Scan the entries below for "within" and copy each line that holds it.

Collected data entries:
▽

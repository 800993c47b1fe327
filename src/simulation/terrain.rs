use std::fmt::Display;

use rand::Rng;

pub(crate) mod defaults {
    pub const WORLD_WIDTH: f64 = 800.;
    pub const STEP: f64 = 25.;
    pub const ZONE_HALF_WIDTH: f64 = 60.;
    pub const ZONE_BASELINE: f64 = 480.;
    pub const SLOPE_FACTOR: f64 = 0.1;
    pub const ROUGH_BASELINE: f64 = 420.;
    pub const AMPLITUDE: f64 = 60.;
    pub const FREQUENCY: f64 = 0.02;
    pub const ROUGHNESS_RANGE: f64 = 80.;
}

#[derive(Debug, Clone, Copy, PartialEq)]
pub struct TerrainPoint {
    pub x: f64,
    pub y: f64,
}

impl TerrainPoint {
    pub fn new(x: f64, y: f64) -> Self {
        Self { x, y }
    }
}

#[derive(Debug, Clone, Copy, PartialEq, Eq)]
pub enum ZoneKind {
    Primary,
    Isru,
    Backup,
}

impl Display for ZoneKind {
    fn fmt(&self, f: &mut std::fmt::Formatter<'_>) -> std::fmt::Result {
        match self {
            Self::Primary => write!(f, "primary"),
            Self::Isru => write!(f, "isru"),
            Self::Backup => write!(f, "backup"),
        }
    }
}

#[derive(Debug, Clone, PartialEq)]
pub struct LandingZone {
    pub center_x: f64,
    pub width: f64,
    pub label: String,
    pub kind: ZoneKind,
}

impl LandingZone {
    pub fn new(center_x: f64, width: f64, label: &str, kind: ZoneKind) -> Self {
        Self {
            center_x,
            width,
            label: label.to_owned(),
            kind,
        }
    }

    pub fn half_width(&self) -> f64 {
        self.width / 2.
    }

    /// Strict containment, a point exactly on the zone edge is outside.
    pub fn contains(&self, x: f64) -> bool {
        (x - self.center_x).abs() < self.half_width()
    }
}

/// The three mission pads. Positions and labels never change between sessions.
pub fn generate_zones() -> Vec<LandingZone> {
    vec![
        LandingZone::new(200., 100., "LZ-Alpha", ZoneKind::Primary),
        LandingZone::new(400., 120., "ISRU-1", ZoneKind::Isru),
        LandingZone::new(600., 80., "LZ-Beta", ZoneKind::Backup),
    ]
}

pub fn zone_centers(zones: &[LandingZone]) -> Vec<f64> {
    zones.iter().map(|zone| zone.center_x).collect()
}

pub type Segment = (TerrainPoint, TerrainPoint);

#[derive(Debug, Clone)]
pub struct Terrain {
    points: Vec<TerrainPoint>,
}

impl Terrain {
    pub fn from_points(points: Vec<TerrainPoint>) -> Self {
        Self { points }
    }

    pub fn points(&self) -> &[TerrainPoint] {
        &self.points
    }

    pub fn width(&self) -> f64 {
        self.points.last().map_or(0., |p| p.x)
    }

    pub fn iter_segments(&self) -> impl Iterator<Item = Segment> + '_ {
        self.points.windows(2).map(|w| (w[0], w[1]))
    }

    /// Segments, in ascending x, whose x-range overlaps the open span `(left, right)`.
    pub fn segments_under(&self, left: f64, right: f64) -> impl Iterator<Item = Segment> + '_ {
        self.iter_segments()
            .filter(move |(start, end)| right > start.x && left < end.x)
    }

    pub fn height_at(&self, x: f64) -> Option<f64> {
        self.iter_segments()
            .find(|(start, end)| start.x <= x && x <= end.x)
            .map(|segment| interpolate(segment, x))
    }
}

/// Linear elevation along the segment's supporting line. Extrapolates when `x` lies outside it.
pub fn interpolate((start, end): Segment, x: f64) -> f64 {
    let t = (x - start.x) / (end.x - start.x);
    start.y + t * (end.y - start.y)
}

#[derive(Debug, Clone, PartialEq)]
pub struct TerrainGenerator {
    world_width: f64,
    step: f64,
    zone_half_width: f64,
    zone_baseline: f64,
    slope_factor: f64,
    rough_baseline: f64,
    amplitude: f64,
    frequency: f64,
    roughness_range: f64,
}

impl Default for TerrainGenerator {
    fn default() -> Self {
        Self {
            world_width: defaults::WORLD_WIDTH,
            step: defaults::STEP,
            zone_half_width: defaults::ZONE_HALF_WIDTH,
            zone_baseline: defaults::ZONE_BASELINE,
            slope_factor: defaults::SLOPE_FACTOR,
            rough_baseline: defaults::ROUGH_BASELINE,
            amplitude: defaults::AMPLITUDE,
            frequency: defaults::FREQUENCY,
            roughness_range: defaults::ROUGHNESS_RANGE,
        }
    }
}

impl TerrainGenerator {
    pub fn with_world_width(self, world_width: f64) -> Self {
        Self {
            world_width,
            ..self
        }
    }
    pub fn with_step(self, step: f64) -> Self {
        Self { step, ..self }
    }
    pub fn with_zone_half_width(self, zone_half_width: f64) -> Self {
        Self {
            zone_half_width,
            ..self
        }
    }
    pub fn with_zone_baseline(self, zone_baseline: f64) -> Self {
        Self {
            zone_baseline,
            ..self
        }
    }
    pub fn with_slope_factor(self, slope_factor: f64) -> Self {
        Self {
            slope_factor,
            ..self
        }
    }
    pub fn with_rough_baseline(self, rough_baseline: f64) -> Self {
        Self {
            rough_baseline,
            ..self
        }
    }
    pub fn with_amplitude(self, amplitude: f64) -> Self {
        Self { amplitude, ..self }
    }
    pub fn with_frequency(self, frequency: f64) -> Self {
        Self { frequency, ..self }
    }
    pub fn with_roughness_range(self, roughness_range: f64) -> Self {
        Self {
            roughness_range,
            ..self
        }
    }

    pub fn world_width(&self) -> f64 {
        self.world_width
    }

    pub fn step(&self) -> f64 {
        self.step
    }

    /// Builds the surface polyline from `x = 0` to `x = world_width`.
    ///
    /// Points within `zone_half_width` of a zone center get the deterministic pad
    /// elevation of the first such center; everything else is sine-shaped rough
    /// ground with a random offset drawn from `rng`. The random source is only
    /// consumed for rough points, so pad heights do not depend on it.
    pub fn generate<R: Rng + ?Sized>(&self, zone_centers: &[f64], rng: &mut R) -> Terrain {
        let steps = (self.world_width / self.step).floor() as usize;
        let mut points: Vec<_> = (0..=steps)
            .map(|i| i as f64 * self.step)
            .map(|x| TerrainPoint::new(x, self.elevation(x, zone_centers, rng)))
            .collect();

        if points.last().map_or(true, |p| p.x < self.world_width) {
            let x = self.world_width;
            points.push(TerrainPoint::new(x, self.elevation(x, zone_centers, rng)));
        }
        Terrain::from_points(points)
    }

    fn elevation<R: Rng + ?Sized>(&self, x: f64, zone_centers: &[f64], rng: &mut R) -> f64 {
        match zone_centers
            .iter()
            .find(|&&center| (x - center).abs() < self.zone_half_width)
        {
            Some(&center) => self.pad_elevation(center),
            None => {
                self.rough_baseline
                    + self.amplitude * (x * self.frequency).sin()
                    + rng.gen::<f64>() * self.roughness_range
            }
        }
    }

    pub fn pad_elevation(&self, zone_center: f64) -> f64 {
        self.zone_baseline + (zone_center - self.world_width / 2.) * self.slope_factor
    }
}

#[cfg(test)]
mod terrain_tests {
    use super::*;
    use rand::{rngs::StdRng, SeedableRng};

    fn assert_feq(left: f64, right: f64) {
        if (left - right).abs() > 1e-9 {
            panic!("Float equal assertion failed, {left} != {right}");
        }
    }

    fn generate(seed: u64) -> Terrain {
        TerrainGenerator::default().generate(
            &zone_centers(&generate_zones()),
            &mut StdRng::seed_from_u64(seed),
        )
    }

    #[test]
    fn x_strictly_increasing_and_spanning_world() {
        for seed in 0..20 {
            let terrain = generate(seed);
            let points = terrain.points();
            assert_eq!(points.len(), 33);
            assert_feq(points[0].x, 0.);
            assert_feq(points[points.len() - 1].x, 800.);
            assert!(points.windows(2).all(|w| w[0].x < w[1].x));
        }
    }

    #[test]
    fn uneven_width_still_ends_at_world_edge() {
        let terrain = TerrainGenerator::default()
            .with_world_width(810.)
            .generate(&[400.], &mut StdRng::seed_from_u64(3));
        let points = terrain.points();
        assert_feq(points[points.len() - 2].x, 800.);
        assert_feq(points[points.len() - 1].x, 810.);
        assert_feq(terrain.width(), 810.);
    }

    #[test]
    fn pads_are_flat_and_independent_of_randomness() {
        let a = generate(1);
        let b = generate(2);
        for (center, height) in [(200., 460.), (400., 480.), (600., 500.)] {
            for (pa, pb) in a.points().iter().zip(b.points()) {
                if (pa.x - center).abs() < 60. {
                    assert_feq(pa.y, height);
                    assert_feq(pb.y, height);
                }
            }
        }
    }

    #[test]
    fn rough_ground_depends_on_seed() {
        let a = generate(1);
        let b = generate(2);
        assert!(a
            .points()
            .iter()
            .zip(b.points())
            .any(|(pa, pb)| pa.y != pb.y));

        let c = generate(1);
        assert!(a
            .points()
            .iter()
            .zip(c.points())
            .all(|(pa, pc)| pa.y == pc.y));
    }

    #[test]
    fn rough_ground_stays_in_range() {
        let terrain = generate(7);
        for p in terrain.points() {
            assert!(p.y >= 420. - 60. && p.y < 420. + 60. + 80.);
        }
    }

    #[test]
    fn first_zone_wins_on_overlap() {
        let generator = TerrainGenerator::default();
        let terrain = generator.generate(&[100., 150.], &mut StdRng::seed_from_u64(0));
        let point = terrain.points()[5]; // x = 125, within reach of both centers
        assert_feq(point.x, 125.);
        assert_feq(point.y, generator.pad_elevation(100.));
    }

    #[test]
    fn zones_are_fixed() {
        let zones = generate_zones();
        assert_eq!(zones.len(), 3);
        assert_eq!(zones[0].kind, ZoneKind::Primary);
        assert_eq!(zones[1].kind, ZoneKind::Isru);
        assert_eq!(zones[1].label, "ISRU-1");
        assert_eq!(zones[2].kind, ZoneKind::Backup);
        assert_eq!(zones, generate_zones());
    }

    #[test]
    fn zone_containment_is_strict() {
        let zone = LandingZone::new(400., 120., "ISRU-1", ZoneKind::Isru);
        assert!(zone.contains(459.9));
        assert!(!zone.contains(460.));
        assert!(!zone.contains(340.));
    }

    #[test]
    fn segment_lookup_and_interpolation() {
        let terrain = Terrain::from_points(vec![
            TerrainPoint::new(0., 100.),
            TerrainPoint::new(50., 200.),
            TerrainPoint::new(100., 200.),
        ]);
        let segments: Vec<_> = terrain.segments_under(40., 56.).collect();
        assert_eq!(segments.len(), 2);
        let (start, end) = segments[0];
        assert_feq(start.x, 0.);
        assert_feq(end.x, 50.);
        assert_feq(segments[1].0.x, 50.);
        assert_feq(interpolate((start, end), 25.), 150.);
        assert_feq(terrain.height_at(75.).unwrap(), 200.);
        assert_eq!(terrain.segments_under(60., 76.).count(), 1);
        assert!(terrain.segments_under(100., 116.).next().is_none());
        assert!(terrain.height_at(120.).is_none());
    }
}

△

■ **RESPONSE TO THIS TASK**:
    /// Points within `zone_half_width` of a zone center get the deterministic pad
        let point = terrain.points()[5]; // x = 125, within reach of both centers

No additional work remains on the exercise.